Posted by: JJJ | Nov 12, 2009 9:51:55 AM
Polosi in an interview said that in this health bill if you do not buy health care you will go to jail!! And that that was a fair trade. How are people who are border line welfare going to buy a program??? Polosi and Reid are liars
Posted by: Jim Rod | Nov 12, 2009 9:54:03 AM
SAMMY
He saved the Economy from going off the Cliff! he has saved some jobs Unemployment is slowing, Foreclouseres are down, and slowly we are coming out of the recession. The man has not even been President for a year yet and giving what he walked into I think hes done a great job! Things take time.
Posted by: Angie in PA | Nov 12, 2009 9:55:01 AM
JJJ
Things take time learn to have Patience It took Bush 8 years to wreck havoc on this country at least give this President some time like I said its not perfect but things are better or getting better then what they were!
Posted by: Angie in PA | Nov 12, 2009 10:00:31 AM
I went on a diet to lose or not gain 50lbs and I gained 5lbs. but I think i'm successful. angie, we spent 800 billion dollars that he pushed through and we have gone down ever since. good luck with that hopey changey thing.
Posted by: JJJ | Nov 12, 2009 10:01:26 AM
Reid wants to raise our payroll taxes to pay for health care??? I thought this was a plan that paid for its self??? These guys are liars. Cant we impeach some of these people? Oh no we cant. they control it all. I am tired of being taxed. Next we will be taxed for each flush of the toilet.
Posted by: Jim Rod | Nov 12, 2009 10:01:40 AM
angie ; mortgage applications are the lowest in 9 years. good luck with that hopey changey thing
Posted by: JJJ | Nov 12, 2009 10:05:14 AM
JJJ
Do you know what could of happen if we didnt have the Stimulus? how can you say we have gone down? have you seen the stock market latley? And slowly Unemployment is coming down, Home sales are on the rise like I said its not perfect but there are some good signs.

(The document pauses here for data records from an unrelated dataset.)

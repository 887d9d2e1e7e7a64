//! Log table runtime targeted by generated code.

use std::collections::BTreeMap;

/// A value stored in a [`LogTable`].
#[derive(Debug, Clone, PartialEq)]
pub enum LogValue {
    Boolean(bool),
    Integer(i64),
    Float(f32),
    Double(f64),
    String(String),
    Raw(Vec<u8>),
    BooleanArray(Vec<bool>),
    IntegerArray(Vec<i64>),
    FloatArray(Vec<f32>),
    DoubleArray(Vec<f64>),
    StringArray(Vec<String>),
}

impl LogValue {
    /// Name of the wire type, matching the table accessor stem.
    pub fn type_name(&self) -> &'static str {
        match self {
            LogValue::Boolean(_) => "Boolean",
            LogValue::Integer(_) => "Integer",
            LogValue::Float(_) => "Float",
            LogValue::Double(_) => "Double",
            LogValue::String(_) => "String",
            LogValue::Raw(_) => "Raw",
            LogValue::BooleanArray(_) => "BooleanArray",
            LogValue::IntegerArray(_) => "IntegerArray",
            LogValue::FloatArray(_) => "FloatArray",
            LogValue::DoubleArray(_) => "DoubleArray",
            LogValue::StringArray(_) => "StringArray",
        }
    }
}

macro_rules! impl_from_scalar {
    ($($ty:ty => $variant:ident),* $(,)?) => {
        $(
            impl From<$ty> for LogValue {
                fn from(value: $ty) -> Self {
                    LogValue::$variant(value)
                }
            }
        )*
    };
}

macro_rules! impl_from_array {
    ($($ty:ty => $variant:ident),* $(,)?) => {
        $(
            impl From<&[$ty]> for LogValue {
                fn from(value: &[$ty]) -> Self {
                    LogValue::$variant(value.to_vec())
                }
            }

            impl From<Vec<$ty>> for LogValue {
                fn from(value: Vec<$ty>) -> Self {
                    LogValue::$variant(value)
                }
            }
        )*
    };
}

impl_from_scalar! {
    bool => Boolean,
    i64 => Integer,
    f32 => Float,
    f64 => Double,
    String => String,
}

impl_from_array! {
    u8 => Raw,
    bool => BooleanArray,
    i64 => IntegerArray,
    f32 => FloatArray,
    f64 => DoubleArray,
    String => StringArray,
}

impl From<&str> for LogValue {
    fn from(value: &str) -> Self {
        LogValue::String(value.to_string())
    }
}

/// Key/value table that auto-logged inputs are written to and read from.
///
/// Keys are kept in sorted order. Typed getters return the supplied default
/// when the key is absent or holds a value of another type.
#[derive(Debug, Clone, Default, PartialEq)]
pub struct LogTable {
    values: BTreeMap<String, LogValue>,
}

macro_rules! typed_getter {
    ($(#[$doc:meta])* $name:ident, $variant:ident, $ty:ty) => {
        $(#[$doc])*
        pub fn $name(&self, key: &str, default: $ty) -> $ty {
            match self.values.get(key) {
                Some(LogValue::$variant(value)) => *value,
                _ => default,
            }
        }
    };
}

macro_rules! array_getter {
    ($(#[$doc:meta])* $name:ident, $variant:ident, $ty:ty) => {
        $(#[$doc])*
        pub fn $name(&self, key: &str, default: &[$ty]) -> Vec<$ty> {
            match self.values.get(key) {
                Some(LogValue::$variant(value)) => value.clone(),
                _ => default.to_vec(),
            }
        }
    };
}

impl LogTable {
    pub fn new() -> Self {
        Self::default()
    }

    /// Store `value` under `key`, replacing any previous value.
    pub fn put(&mut self, key: &str, value: impl Into<LogValue>) {
        self.values.insert(key.to_string(), value.into());
    }

    /// Raw value stored under `key`.
    pub fn get(&self, key: &str) -> Option<&LogValue> {
        self.values.get(key)
    }

    pub fn contains_key(&self, key: &str) -> bool {
        self.values.contains_key(key)
    }

    /// Remove `key`, returning its value.
    pub fn remove(&mut self, key: &str) -> Option<LogValue> {
        self.values.remove(key)
    }

    pub fn len(&self) -> usize {
        self.values.len()
    }

    pub fn is_empty(&self) -> bool {
        self.values.is_empty()
    }

    /// Keys in sorted order.
    pub fn keys(&self) -> impl Iterator<Item = &str> {
        self.values.keys().map(String::as_str)
    }

    typed_getter!(get_boolean, Boolean, bool);
    typed_getter!(get_integer, Integer, i64);
    typed_getter!(get_float, Float, f32);
    typed_getter!(get_double, Double, f64);

    pub fn get_string(&self, key: &str, default: &str) -> String {
        match self.values.get(key) {
            Some(LogValue::String(value)) => value.clone(),
            _ => default.to_string(),
        }
    }

    array_getter!(
        /// Raw bytes under `key`.
        get_raw, Raw, u8
    );
    array_getter!(get_boolean_array, BooleanArray, bool);
    array_getter!(get_integer_array, IntegerArray, i64);
    array_getter!(get_float_array, FloatArray, f32);
    array_getter!(get_double_array, DoubleArray, f64);
    array_getter!(get_string_array, StringArray, String);
}

/// Capability of inputs that can be written to and read back from a [`LogTable`].
pub trait LoggableInputs {
    /// Write every logged field into `table`.
    fn to_log(&self, table: &mut LogTable);

    /// Read every logged field from `table`, keeping current values for absent keys.
    fn from_log(&mut self, table: &LogTable);
}

#[cfg(test)]
#[path = "table/table_tests.rs"]
mod table_tests;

Posted by: Angie in PA | Nov 12, 2009 10:05:22 AM
one of the main reason stocks are up is because companies have higher profits becasue of all the layoffs and making the rest of the workers work harder.
Posted by: JJJ | Nov 12, 2009 10:08:17 AM
Lets see---
Bush and Cheney Waffled on Afghanistan- Let Bin Laden escape - and dithered as the Taliban regrouped --All the while they profiteering from their phony war for Corporate Profit in Iraq.Now all the Reich wing nut jobs can do is criticize Obama-While the Party of no(Who spent like drunken sailors under Bush) suddenly claim fiscal responsibility.Its twobad The GOP ran the Ship of State into economic collapse -- Theonly thing they want to spend money on is War and Tax cuts for the upper 3%. Obama they will criticize no matter which way he turns yet they accept no responsibility for the Current state of things--
--- GOP ---
Got Our Payola!!!
Posted by: brian | Nov 12, 2009 10:20:09 AM
One Week, Four Countries, - let's hope that the Air Force One will loose some of the President's baggage .... so he will get a fresh start at home. Otherwise, there are no reasons to go. Relationship with Asia is not a priority when we run 10.2% unemployment. Oh, well, he will give four more speeches like: "People of , we will not let you down!" The only intriguing question for the ABC will what Michelle will be wearing?